Sanket Shah - CEO, invideo: Decades have passed since. So we at NVIDIA constantly keep experimenting with what's possible now, and we have been working with several production houses in Bombay, as well as LA, and just in October, I don't think I would have thought that AI video is ready for primetime, and let's make a feature film. All the tests that we are doing with all these production houses, they're all done in India. They are all getting passed. They are all getting that, why do animation? Let's do this. Let's create an AI film entirely. Let's do this hybrid. Let's not do a car crash scene anymore. And then there's so many people involved in filmmaking, like there is an EP, but there's also a DOP, who is director of photography, who would decide that, hey, will this fit in the film? Is this okay for the vibe of the film? Will people still get entertained? And all those judgment calls are actually getting passed. Filmmaking is a long process, but in the second half of the year, I think multiple, multiple films will either be hybrid, and you will at least see four or five films that are just fully AI, that will not lose entertainment value. You will want to go out and watch it, not because it's AI, but because you got entertained. And I think that's the goal, like just the value of doing an AI film, because it's AI, it's temporary, it's one time, it's two times, but getting commercial success and critical success is extremely important. And I think we might be two months too early, but that's it, we are almost there. It's actually a great time to start a film, because then you can swap a few things out and it will be ready by the time the world changes again.

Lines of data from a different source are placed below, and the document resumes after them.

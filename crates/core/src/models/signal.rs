use serde::{Deserialize, Deserializer, Serialize, Serializer};
use serde_json::Value;
use std::fmt;

/// Lifecycle state of a strategy signal.
#[derive(Debug, Clone, PartialEq, Eq, Hash)]
pub enum SignalStatus {
    Open,
    Closed,
    /// Anything else the producer wrote (kept upper-cased).
    Other(String),
}

impl SignalStatus {
    pub fn parse(raw: &str) -> Self {
        match raw.trim().to_uppercase().as_str() {
            "OPEN" => SignalStatus::Open,
            "CLOSED" => SignalStatus::Closed,
            other => SignalStatus::Other(other.to_string()),
        }
    }

    pub fn is_closed(&self) -> bool {
        matches!(self, SignalStatus::Closed)
    }
}

impl Default for SignalStatus {
    fn default() -> Self {
        SignalStatus::Other(String::new())
    }
}

impl fmt::Display for SignalStatus {
    fn fmt(&self, f: &mut fmt::Formatter<'_>) -> fmt::Result {
        match self {
            SignalStatus::Open => write!(f, "OPEN"),
            SignalStatus::Closed => write!(f, "CLOSED"),
            SignalStatus::Other(s) => write!(f, "{s}"),
        }
    }
}

impl Serialize for SignalStatus {
    fn serialize<S: Serializer>(&self, serializer: S) -> Result<S::Ok, S::Error> {
        serializer.collect_str(self)
    }
}

impl<'de> Deserialize<'de> for SignalStatus {
    fn deserialize<D: Deserializer<'de>>(deserializer: D) -> Result<Self, D::Error> {
        let raw = Option::<String>::deserialize(deserializer)?;
        Ok(raw.map(|s| SignalStatus::parse(&s)).unwrap_or_default())
    }
}

/// Position direction.
#[derive(Debug, Clone, Copy, PartialEq, Eq, Hash, Serialize, Deserialize)]
#[serde(rename_all = "UPPERCASE")]
pub enum Side {
    Long,
    Short,
}

impl Side {
    pub fn parse(raw: &str) -> Option<Self> {
        match raw.trim().to_uppercase().as_str() {
            "LONG" => Some(Side::Long),
            "SHORT" => Some(Side::Short),
            _ => None,
        }
    }
}

impl fmt::Display for Side {
    fn fmt(&self, f: &mut fmt::Formatter<'_>) -> fmt::Result {
        match self {
            Side::Long => write!(f, "LONG"),
            Side::Short => write!(f, "SHORT"),
        }
    }
}

/// A strategy signal as written to `strategy_results_<date>.json`.
///
/// Numeric fields tolerate numbers, numeric strings and `null`; the debug maps
/// are kept raw because producers write them either as objects or as
/// JSON-encoded strings.
#[derive(Debug, Clone, Default, PartialEq, Serialize, Deserialize)]
pub struct Signal {
    /// Raw timestamp value; see [`Signal::raw_time`].
    #[serde(default)]
    pub time: Option<Value>,

    #[serde(default)]
    pub timestamp: Option<Value>,

    #[serde(default)]
    pub status: SignalStatus,

    #[serde(default, deserialize_with = "lenient_side")]
    pub side: Option<Side>,

    #[serde(default, deserialize_with = "lenient_f64")]
    pub entry: Option<f64>,

    #[serde(default, deserialize_with = "lenient_f64")]
    pub exit_price: Option<f64>,

    #[serde(default, deserialize_with = "lenient_f64")]
    pub tp: Option<f64>,

    #[serde(default, deserialize_with = "lenient_f64")]
    pub sl: Option<f64>,

    #[serde(default, deserialize_with = "lenient_f64")]
    pub net_pnl: Option<f64>,

    #[serde(default, deserialize_with = "lenient_f64")]
    pub rrr: Option<f64>,

    /// Outcome label such as `"TP HIT"` / `"SL"` (producers use either key).
    #[serde(default, deserialize_with = "lenient_string")]
    pub validated: Option<String>,

    #[serde(default, deserialize_with = "lenient_string")]
    pub result: Option<String>,

    #[serde(default)]
    pub core_debug: Option<Value>,

    #[serde(default)]
    pub support_debug: Option<Value>,

    #[serde(default, deserialize_with = "lenient_string")]
    pub core_reason: Option<String>,

    #[serde(default, deserialize_with = "lenient_string")]
    pub support_reason: Option<String>,
}

impl Signal {
    /// The timestamp field the producer filled in (`time`, falling back to `timestamp`).
    pub fn raw_time(&self) -> Option<&Value> {
        [self.time.as_ref(), self.timestamp.as_ref()]
            .into_iter()
            .flatten()
            .find(|v| !is_blank(v))
    }

    /// Net PnL with missing/non-finite values counted as zero.
    pub fn net_pnl_or_zero(&self) -> f64 {
        finite_or_zero(self.net_pnl)
    }

    /// Risk/reward with missing/non-finite values counted as zero.
    pub fn rrr_or_zero(&self) -> f64 {
        finite_or_zero(self.rrr)
    }

    /// A closed trade is a take-profit when its net PnL is strictly positive.
    pub fn is_win(&self) -> bool {
        self.net_pnl_or_zero() > 0.0
    }

    /// Upper-cased outcome label (`validated` first, then `result`).
    pub fn outcome_label(&self) -> String {
        self.validated
            .as_deref()
            .filter(|s| !s.is_empty())
            .or(self.result.as_deref())
            .unwrap_or("")
            .to_uppercase()
    }
}

fn is_blank(v: &Value) -> bool {
    match v {
        Value::Null => true,
        Value::String(s) => s.is_empty(),
        _ => false,
    }
}

fn finite_or_zero(v: Option<f64>) -> f64 {
    v.filter(|x| x.is_finite()).unwrap_or(0.0)
}

/// Contents of `strategy_results_<date>.json`.
#[derive(Debug, Clone, Default, PartialEq, Serialize, Deserialize)]
pub struct StrategyResults {
    #[serde(default)]
    pub signals: Vec<Signal>,

    // ── Optional root-level finance figures ─────────────────────────
    #[serde(default, skip_serializing_if = "Option::is_none")]
    pub starting: Option<Value>,
    #[serde(default, skip_serializing_if = "Option::is_none")]
    pub gross: Option<Value>,
    #[serde(default, skip_serializing_if = "Option::is_none")]
    pub fees: Option<Value>,
    #[serde(default, skip_serializing_if = "Option::is_none")]
    pub net: Option<Value>,
    #[serde(default, skip_serializing_if = "Option::is_none")]
    pub exposure: Option<Value>,
    #[serde(default, skip_serializing_if = "Option::is_none")]
    pub available: Option<Value>,
    #[serde(default, skip_serializing_if = "Option::is_none")]
    pub unrealized: Option<Value>,
    #[serde(default, skip_serializing_if = "Option::is_none")]
    pub projected: Option<Value>,
}

impl StrategyResults {
    pub fn closed(&self) -> impl Iterator<Item = &Signal> {
        self.signals.iter().filter(|s| s.status.is_closed())
    }
}

// ── Lenient field deserializers ─────────────────────────────────────

/// Coerce a JSON value to a number: numbers as-is, trimmed numeric strings parsed.
pub fn coerce_f64(value: &Value) -> Option<f64> {
    match value {
        Value::Number(n) => n.as_f64(),
        Value::String(s) => s.trim().parse::<f64>().ok(),
        _ => None,
    }
}

fn lenient_f64<'de, D: Deserializer<'de>>(deserializer: D) -> Result<Option<f64>, D::Error> {
    let raw = Option::<Value>::deserialize(deserializer)?;
    Ok(raw.as_ref().and_then(coerce_f64))
}

fn lenient_string<'de, D: Deserializer<'de>>(deserializer: D) -> Result<Option<String>, D::Error> {
    let raw = Option::<Value>::deserialize(deserializer)?;
    Ok(match raw {
        Some(Value::String(s)) => Some(s),
        Some(Value::Null) | None => None,
        Some(other) => Some(other.to_string()),
    })
}

fn lenient_side<'de, D: Deserializer<'de>>(deserializer: D) -> Result<Option<Side>, D::Error> {
    let raw = Option::<Value>::deserialize(deserializer)?;
    Ok(match raw {
        Some(Value::String(s)) => Side::parse(&s),
        _ => None,
    })
}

Utsav Somani: Will Smith can finally eat his spaghetti.
Chandan Perla - AI Film Festival: I'm having a fight with spaghetti, which came like three days ago, and it's doing incredibly well.
Utsav Somani: But tell us a little bit about the copyright and the IP issues in this, like, is there, I mean, filmmakers who might skirt that a little bit to make a better product?
Sanket Shah - CEO, invideo: There are, I mean, IP and copyright are two interesting, important issues, of course. But if we look at it, right, like if your intent is not to really infringe something, you will not. Now, the model training layer in this two-layered cake, specifically on the model training layer part, I think that that's just something that we don't control. And I don't think we should think too much about it, there are, of course, two camps. The one camp is that, no, no, let's, what about the IP? And I don't know how they're training models. And the second camp is like, I do not want to really do an accident shot. I don't want to block the road. I don't want to crash a car. I don't want a car to go down a hill. I just don't want to do it, because it's just not feasible economically to do it or even practically to do it. Right. So there are two camps. The second camp is where I am mostly. But if you don't want to infringe something, if you're not trying to copy something, if you're trying to build something from scratch, you should be able to do that, you are able to do that. So I don't think that part is an issue. The model layer part of how the data is trained is, of course, a particular type of opinion people have. But I don't think it matters today. And I don't think we should just think about it today as just like normal humans, because our goal is to leverage the best technology and really grow.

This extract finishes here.